Moving forward after the turbulence of 2020 and 2021 will undoubtedly present more challenges to law firms, a reality that’s reflected in the most recent small law firm business leaders report from Thomson Reuters.

The survey polled chief officers, executive directors, firm administrators, and finance managers at small law firms (with 50 or fewer attorneys) to get a sense of their concerns in the current economic climate.

Not surprisingly, outside economic circumstances topped the list, but law firm professionals are also concerned about internal issues and their firms’ abilities to properly leverage technology.

External Economic Pressure

The overall state of the U.S. economy is clearly a concern for many business professionals at small law firms. General economic pressures topped the list of perceived risks to law firm profitability, with nearly one-third of respondents citing it as a high risk and 55% citing it as a medium risk.

However, it’s not just overall economic trends small law firms are worried about.

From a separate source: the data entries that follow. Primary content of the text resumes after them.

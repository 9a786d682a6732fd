//! End-to-end pipelines behind the `contributors` and `summarize` commands.
//!
//! Each pipeline fetches, aggregates and (for `summarize`) reviews, and
//! returns the report payload. Publishing is left to the caller.

pub mod contributors;
pub mod summarize;

pub use contributors::build_contributor_report;
pub use summarize::{SummaryOptions, SummaryRun, build_summary_report};

use thiserror::Error;

use crate::aggregate::AggregateError;
use crate::diff::DiffError;
use crate::github::GithubError;
use crate::summary::SummaryError;

/// Errors from running a pipeline.
#[derive(Error, Debug)]
pub enum PipelineError {
    #[error(transparent)]
    Github(#[from] GithubError),

    #[error(transparent)]
    Aggregate(#[from] AggregateError),

    #[error(transparent)]
    Diff(#[from] DiffError),

    #[error(transparent)]
    Summary(#[from] SummaryError),

    #[error("pull request #{0} has no commits")]
    NoCommits(u64),

    #[error("no commit of pull request #{pr} had usable statistics ({skipped} skipped)")]
    NoAuthorStats { pr: u64, skipped: usize },
}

Sluggish local economies, litigation costs, and business occupancy costs are considered high or medium risk by at least two-thirds of survey respondents.

Internal Issues

The second-highest risk for law firm profitability cited by respondents was underperforming lawyers. Twenty-seven percent of respondents considered this a high risk, and another 39% categorized it as a medium risk.

Lawyer recruitment and retention along with overall employee productivity were cited as either high or medium risk by more than half of respondents. Law firms are also concerned about the economic situations of clients, with late payments and client credit risks specifically listed as a high or medium risk for the business professionals polled.

Failure to Adequately Leverage Technology

Insufficient leverage of technology was only listed as a high risk for 9% of those surveyed, but 39% considered it a medium risk to profitability. It’s not surprising that 82% of small law firms plan to increase the use of technology to manage their overall costs.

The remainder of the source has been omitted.